- **Data excerpts**
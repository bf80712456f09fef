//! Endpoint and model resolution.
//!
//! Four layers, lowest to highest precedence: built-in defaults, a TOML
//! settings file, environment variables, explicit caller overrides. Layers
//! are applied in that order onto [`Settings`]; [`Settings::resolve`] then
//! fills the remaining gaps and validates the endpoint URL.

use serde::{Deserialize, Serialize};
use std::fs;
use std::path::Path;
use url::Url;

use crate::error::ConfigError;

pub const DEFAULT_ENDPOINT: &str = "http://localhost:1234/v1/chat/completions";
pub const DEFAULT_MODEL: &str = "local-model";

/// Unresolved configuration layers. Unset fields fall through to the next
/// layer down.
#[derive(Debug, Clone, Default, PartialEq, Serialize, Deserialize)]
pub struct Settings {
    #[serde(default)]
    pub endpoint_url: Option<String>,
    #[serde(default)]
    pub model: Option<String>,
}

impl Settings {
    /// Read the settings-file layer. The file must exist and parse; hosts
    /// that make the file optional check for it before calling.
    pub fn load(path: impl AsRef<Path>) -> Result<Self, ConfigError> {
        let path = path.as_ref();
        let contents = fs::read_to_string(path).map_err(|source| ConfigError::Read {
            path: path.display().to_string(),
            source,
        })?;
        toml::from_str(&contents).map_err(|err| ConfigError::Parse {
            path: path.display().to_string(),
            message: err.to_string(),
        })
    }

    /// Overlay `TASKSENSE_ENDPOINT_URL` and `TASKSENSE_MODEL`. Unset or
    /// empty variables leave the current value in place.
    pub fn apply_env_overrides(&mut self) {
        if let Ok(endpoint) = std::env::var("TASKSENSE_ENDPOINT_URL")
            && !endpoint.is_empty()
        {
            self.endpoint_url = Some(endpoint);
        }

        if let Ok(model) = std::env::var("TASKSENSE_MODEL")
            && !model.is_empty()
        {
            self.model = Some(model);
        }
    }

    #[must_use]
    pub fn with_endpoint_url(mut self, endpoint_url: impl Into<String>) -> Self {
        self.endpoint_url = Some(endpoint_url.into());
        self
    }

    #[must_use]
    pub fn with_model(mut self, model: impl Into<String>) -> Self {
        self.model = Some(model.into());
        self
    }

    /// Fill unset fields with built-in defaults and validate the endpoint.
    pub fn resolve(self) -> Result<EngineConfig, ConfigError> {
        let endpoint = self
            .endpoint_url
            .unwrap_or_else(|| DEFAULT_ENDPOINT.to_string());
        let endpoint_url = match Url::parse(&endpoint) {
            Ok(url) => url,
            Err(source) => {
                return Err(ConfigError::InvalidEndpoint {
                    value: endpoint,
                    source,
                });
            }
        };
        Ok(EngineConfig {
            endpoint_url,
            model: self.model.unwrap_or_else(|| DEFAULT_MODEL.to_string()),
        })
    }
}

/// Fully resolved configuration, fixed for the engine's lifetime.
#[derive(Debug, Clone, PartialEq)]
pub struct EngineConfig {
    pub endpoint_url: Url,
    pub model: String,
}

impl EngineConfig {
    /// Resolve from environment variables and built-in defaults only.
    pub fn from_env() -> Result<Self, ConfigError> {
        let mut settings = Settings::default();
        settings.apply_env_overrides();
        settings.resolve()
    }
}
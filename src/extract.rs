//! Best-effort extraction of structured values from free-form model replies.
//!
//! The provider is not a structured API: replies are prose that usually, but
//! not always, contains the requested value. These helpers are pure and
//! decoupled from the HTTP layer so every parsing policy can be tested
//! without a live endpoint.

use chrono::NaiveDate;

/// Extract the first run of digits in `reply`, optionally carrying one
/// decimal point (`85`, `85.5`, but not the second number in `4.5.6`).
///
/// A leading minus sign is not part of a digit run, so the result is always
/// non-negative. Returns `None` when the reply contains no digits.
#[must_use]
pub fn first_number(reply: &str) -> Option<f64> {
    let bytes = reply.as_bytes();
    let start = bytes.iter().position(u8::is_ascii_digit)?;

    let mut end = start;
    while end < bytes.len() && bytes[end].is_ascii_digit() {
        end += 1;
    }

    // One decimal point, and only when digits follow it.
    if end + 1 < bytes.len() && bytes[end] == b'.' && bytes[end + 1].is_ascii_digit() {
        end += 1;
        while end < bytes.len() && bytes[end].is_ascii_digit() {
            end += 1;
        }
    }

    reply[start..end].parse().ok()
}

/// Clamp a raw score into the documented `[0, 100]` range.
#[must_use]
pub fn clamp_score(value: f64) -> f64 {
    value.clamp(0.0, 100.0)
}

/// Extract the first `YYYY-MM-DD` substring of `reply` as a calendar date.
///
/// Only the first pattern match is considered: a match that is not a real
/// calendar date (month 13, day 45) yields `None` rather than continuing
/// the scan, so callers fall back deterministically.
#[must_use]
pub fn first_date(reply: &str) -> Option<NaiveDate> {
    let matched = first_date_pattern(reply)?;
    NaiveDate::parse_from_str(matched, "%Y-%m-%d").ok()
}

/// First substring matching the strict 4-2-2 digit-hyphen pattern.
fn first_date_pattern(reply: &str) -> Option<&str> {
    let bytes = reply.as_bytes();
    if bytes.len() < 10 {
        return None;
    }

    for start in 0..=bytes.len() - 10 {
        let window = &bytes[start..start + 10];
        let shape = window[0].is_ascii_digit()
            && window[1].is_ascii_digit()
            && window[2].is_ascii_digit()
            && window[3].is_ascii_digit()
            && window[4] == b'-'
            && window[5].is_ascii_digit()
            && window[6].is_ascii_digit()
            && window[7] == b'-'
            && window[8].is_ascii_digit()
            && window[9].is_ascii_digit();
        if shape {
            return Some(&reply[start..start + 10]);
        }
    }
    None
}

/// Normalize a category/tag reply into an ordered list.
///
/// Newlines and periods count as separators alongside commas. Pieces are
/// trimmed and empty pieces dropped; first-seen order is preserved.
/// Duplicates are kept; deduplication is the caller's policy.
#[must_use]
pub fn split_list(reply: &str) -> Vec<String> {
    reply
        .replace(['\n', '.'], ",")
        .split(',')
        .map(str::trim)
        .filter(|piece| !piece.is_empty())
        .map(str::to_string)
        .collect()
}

- **Exercise instructions**
Repeat all of the material, exactly as it reads.

- **Solution to the exercise**
repository bf80712456f09fef
//! Endpoint and model resolution.
//!
//! Four layers, lowest to highest precedence: built-in defaults, a TOML
//! settings file, environment variables, explicit caller overrides. Layers
//! are applied in that order onto [`Settings`]; [`Settings::resolve`] then
//! fills the remaining gaps and validates the endpoint URL.

use serde::{Deserialize, Serialize};
use std::fs;
use std::path::Path;
use url::Url;

use crate::error::ConfigError;

pub const DEFAULT_ENDPOINT: &str = "http://localhost:1234/v1/chat/completions";
pub const DEFAULT_MODEL: &str = "local-model";

/// Unresolved configuration layers. Unset fields fall through to the next
/// layer down.
#[derive(Debug, Clone, Default, PartialEq, Serialize, Deserialize)]
pub struct Settings {
    #[serde(default)]
    pub endpoint_url: Option<String>,
    #[serde(default)]
    pub model: Option<String>,
}

impl Settings {
    /// Read the settings-file layer. The file must exist and parse; hosts
    /// that make the file optional check for it before calling.
    pub fn load(path: impl AsRef<Path>) -> Result<Self, ConfigError> {
        let path = path.as_ref();
        let contents = fs::read_to_string(path).map_err(|source| ConfigError::Read {
            path: path.display().to_string(),
            source,
        })?;
        toml::from_str(&contents).map_err(|err| ConfigError::Parse {
            path: path.display().to_string(),
            message: err.to_string(),
        })
    }

    /// Overlay `TASKSENSE_ENDPOINT_URL` and `TASKSENSE_MODEL`. Unset or
    /// empty variables leave the current value in place.
    pub fn apply_env_overrides(&mut self) {
        if let Ok(endpoint) = std::env::var("TASKSENSE_ENDPOINT_URL")
            && !endpoint.is_empty()
        {
            self.endpoint_url = Some(endpoint);
        }

        if let Ok(model) = std::env::var("TASKSENSE_MODEL")
            && !model.is_empty()
        {
            self.model = Some(model);
        }
    }

    #[must_use]
    pub fn with_endpoint_url(mut self, endpoint_url: impl Into<String>) -> Self {
        self.endpoint_url = Some(endpoint_url.into());
        self
    }

    #[must_use]
    pub fn with_model(mut self, model: impl Into<String>) -> Self {
        self.model = Some(model.into());
        self
    }

    /// Fill unset fields with built-in defaults and validate the endpoint.
    pub fn resolve(self) -> Result<EngineConfig, ConfigError> {
        let endpoint = self
            .endpoint_url
            .unwrap_or_else(|| DEFAULT_ENDPOINT.to_string());
        let endpoint_url = match Url::parse(&endpoint) {
            Ok(url) => url,
            Err(source) => {
                return Err(ConfigError::InvalidEndpoint {
                    value: endpoint,
                    source,
                });
            }
        };
        Ok(EngineConfig {
            endpoint_url,
            model: self.model.unwrap_or_else(|| DEFAULT_MODEL.to_string()),
        })
    }
}

/// Fully resolved configuration, fixed for the engine's lifetime.
#[derive(Debug, Clone, PartialEq)]
pub struct EngineConfig {
    pub endpoint_url: Url,
    pub model: String,
}

impl EngineConfig {
    /// Resolve from environment variables and built-in defaults only.
    pub fn from_env() -> Result<Self, ConfigError> {
        let mut settings = Settings::default();
        settings.apply_env_overrides();
        settings.resolve()
    }
}
filename src/extract.rs
//! Best-effort extraction of structured values from free-form model replies.
//!
//! The provider is not a structured API: replies are prose that usually, but
//! not always, contains the requested value. These helpers are pure and
//! decoupled from the HTTP layer so every parsing policy can be tested
//! without a live endpoint.

use chrono::NaiveDate;

/// Extract the first run of digits in `reply`, optionally carrying one
/// decimal point (`85`, `85.5`, but not the second number in `4.5.6`).
///
/// A leading minus sign is not part of a digit run, so the result is always
/// non-negative. Returns `None` when the reply contains no digits.
#[must_use]
pub fn first_number(reply: &str) -> Option<f64> {
    let bytes = reply.as_bytes();
    let start = bytes.iter().position(u8::is_ascii_digit)?;

    let mut end = start;
    while end < bytes.len() && bytes[end].is_ascii_digit() {
        end += 1;
    }

    // One decimal point, and only when digits follow it.
    if end + 1 < bytes.len() && bytes[end] == b'.' && bytes[end + 1].is_ascii_digit() {
        end += 1;
        while end < bytes.len() && bytes[end].is_ascii_digit() {
            end += 1;
        }
    }

    reply[start..end].parse().ok()
}

/// Clamp a raw score into the documented `[0, 100]` range.
#[must_use]
pub fn clamp_score(value: f64) -> f64 {
    value.clamp(0.0, 100.0)
}

/// Extract the first `YYYY-MM-DD` substring of `reply` as a calendar date.
///
/// Only the first pattern match is considered: a match that is not a real
/// calendar date (month 13, day 45) yields `None` rather than continuing
/// the scan, so callers fall back deterministically.
#[must_use]
pub fn first_date(reply: &str) -> Option<NaiveDate> {
    let matched = first_date_pattern(reply)?;
    NaiveDate::parse_from_str(matched, "%Y-%m-%d").ok()
}

/// First substring matching the strict 4-2-2 digit-hyphen pattern.
fn first_date_pattern(reply: &str) -> Option<&str> {
    let bytes = reply.as_bytes();
    if bytes.len() < 10 {
        return None;
    }

    for start in 0..=bytes.len() - 10 {
        let window = &bytes[start..start + 10];
        let shape = window[0].is_ascii_digit()
            && window[1].is_ascii_digit()
            && window[2].is_ascii_digit()
            && window[3].is_ascii_digit()
            && window[4] == b'-'
            && window[5].is_ascii_digit()
            && window[6].is_ascii_digit()
            && window[7] == b'-'
            && window[8].is_ascii_digit()
            && window[9].is_ascii_digit();
        if shape {
            return Some(&reply[start..start + 10]);
        }
    }
    None
}

/// Normalize a category/tag reply into an ordered list.
///
/// Newlines and periods count as separators alongside commas. Pieces are
/// trimmed and empty pieces dropped; first-seen order is preserved.
/// Duplicates are kept; deduplication is the caller's policy.
#[must_use]
pub fn split_list(reply: &str) -> Vec<String> {
    reply
        .replace(['\n', '.'], ",")
        .split(',')
        .map(str::trim)
        .filter(|piece| !piece.is_empty())
        .map(str::to_string)
        .collect()
}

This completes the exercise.